===== Records shown

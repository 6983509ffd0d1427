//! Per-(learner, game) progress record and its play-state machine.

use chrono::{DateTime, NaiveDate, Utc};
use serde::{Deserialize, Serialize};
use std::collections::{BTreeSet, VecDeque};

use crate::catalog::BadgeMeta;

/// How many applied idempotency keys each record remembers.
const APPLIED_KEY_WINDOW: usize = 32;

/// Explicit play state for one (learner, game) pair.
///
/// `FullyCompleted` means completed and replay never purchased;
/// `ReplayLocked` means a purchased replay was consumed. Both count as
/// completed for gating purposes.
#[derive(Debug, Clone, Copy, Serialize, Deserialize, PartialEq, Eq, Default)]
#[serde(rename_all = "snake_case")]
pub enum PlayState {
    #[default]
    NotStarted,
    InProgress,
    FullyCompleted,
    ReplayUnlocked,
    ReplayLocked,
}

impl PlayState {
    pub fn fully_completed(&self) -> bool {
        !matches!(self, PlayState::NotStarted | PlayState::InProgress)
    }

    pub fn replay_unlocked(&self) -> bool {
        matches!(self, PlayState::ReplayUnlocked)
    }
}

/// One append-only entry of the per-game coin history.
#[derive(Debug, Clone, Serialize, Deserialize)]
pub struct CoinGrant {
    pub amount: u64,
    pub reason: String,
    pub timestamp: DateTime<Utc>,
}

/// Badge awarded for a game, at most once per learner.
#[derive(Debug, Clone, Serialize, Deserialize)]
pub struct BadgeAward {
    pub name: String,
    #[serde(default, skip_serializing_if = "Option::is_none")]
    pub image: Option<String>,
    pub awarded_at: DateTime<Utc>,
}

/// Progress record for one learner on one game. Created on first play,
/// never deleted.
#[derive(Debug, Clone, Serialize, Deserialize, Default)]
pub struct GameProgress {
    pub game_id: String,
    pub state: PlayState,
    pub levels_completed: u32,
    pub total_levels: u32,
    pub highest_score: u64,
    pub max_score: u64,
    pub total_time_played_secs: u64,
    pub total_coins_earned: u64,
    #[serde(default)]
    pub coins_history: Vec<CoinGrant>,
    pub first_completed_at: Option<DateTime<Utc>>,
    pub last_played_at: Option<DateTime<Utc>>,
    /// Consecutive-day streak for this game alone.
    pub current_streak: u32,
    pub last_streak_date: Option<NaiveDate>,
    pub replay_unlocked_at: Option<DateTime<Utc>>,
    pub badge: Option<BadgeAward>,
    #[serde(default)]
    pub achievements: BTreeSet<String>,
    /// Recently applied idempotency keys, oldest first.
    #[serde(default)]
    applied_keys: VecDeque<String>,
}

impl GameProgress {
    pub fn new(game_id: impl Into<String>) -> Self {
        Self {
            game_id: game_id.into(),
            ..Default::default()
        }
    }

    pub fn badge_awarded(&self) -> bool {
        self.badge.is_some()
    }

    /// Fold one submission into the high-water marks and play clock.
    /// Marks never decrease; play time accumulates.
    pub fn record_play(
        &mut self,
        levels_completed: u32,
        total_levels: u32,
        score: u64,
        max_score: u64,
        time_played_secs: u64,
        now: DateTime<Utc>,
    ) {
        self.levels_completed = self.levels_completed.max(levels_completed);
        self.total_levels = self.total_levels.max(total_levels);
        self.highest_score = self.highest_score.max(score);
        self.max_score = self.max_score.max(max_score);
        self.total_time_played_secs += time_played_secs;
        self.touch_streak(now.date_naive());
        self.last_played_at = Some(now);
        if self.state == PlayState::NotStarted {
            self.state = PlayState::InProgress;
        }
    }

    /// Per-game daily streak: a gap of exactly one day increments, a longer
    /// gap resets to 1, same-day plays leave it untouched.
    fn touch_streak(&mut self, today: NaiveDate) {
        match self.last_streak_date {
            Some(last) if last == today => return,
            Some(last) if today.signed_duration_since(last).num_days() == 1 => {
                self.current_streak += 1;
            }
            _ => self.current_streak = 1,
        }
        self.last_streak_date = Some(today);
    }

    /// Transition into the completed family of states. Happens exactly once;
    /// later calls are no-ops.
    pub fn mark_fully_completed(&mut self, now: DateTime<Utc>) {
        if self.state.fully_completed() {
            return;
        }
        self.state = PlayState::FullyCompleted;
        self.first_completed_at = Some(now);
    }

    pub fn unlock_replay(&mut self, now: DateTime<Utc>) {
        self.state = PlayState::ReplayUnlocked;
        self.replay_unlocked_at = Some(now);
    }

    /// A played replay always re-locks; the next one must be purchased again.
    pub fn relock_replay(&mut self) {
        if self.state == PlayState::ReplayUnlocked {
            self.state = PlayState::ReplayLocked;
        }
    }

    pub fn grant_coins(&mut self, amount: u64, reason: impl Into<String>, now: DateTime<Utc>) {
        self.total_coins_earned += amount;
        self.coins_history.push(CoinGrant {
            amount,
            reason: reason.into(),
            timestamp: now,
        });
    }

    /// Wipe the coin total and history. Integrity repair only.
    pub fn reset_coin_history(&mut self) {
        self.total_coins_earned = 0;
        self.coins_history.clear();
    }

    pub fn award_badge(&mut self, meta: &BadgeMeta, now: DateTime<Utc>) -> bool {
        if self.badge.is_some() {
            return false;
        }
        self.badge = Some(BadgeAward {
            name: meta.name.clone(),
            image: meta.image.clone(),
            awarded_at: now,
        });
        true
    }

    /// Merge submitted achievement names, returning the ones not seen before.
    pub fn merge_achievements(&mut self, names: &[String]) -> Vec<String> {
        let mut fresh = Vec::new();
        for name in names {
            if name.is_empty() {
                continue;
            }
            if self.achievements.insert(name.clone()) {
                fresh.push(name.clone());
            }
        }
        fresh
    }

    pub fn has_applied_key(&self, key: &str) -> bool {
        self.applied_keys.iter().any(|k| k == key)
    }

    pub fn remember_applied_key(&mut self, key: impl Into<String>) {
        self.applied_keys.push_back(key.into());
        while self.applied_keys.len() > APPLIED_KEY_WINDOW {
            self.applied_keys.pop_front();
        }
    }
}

==========

**Exercise**
Across the records above, show each line containing the word "impl".

**Reply**
impl PlayState {
impl GameProgress {
    pub fn new(game_id: impl Into<String>) -> Self {
    pub fn grant_coins(&mut self, amount: u64, reason: impl Into<String>, now: DateTime<Utc>) {
    pub fn remember_applied_key(&mut self, key: impl Into<String>) {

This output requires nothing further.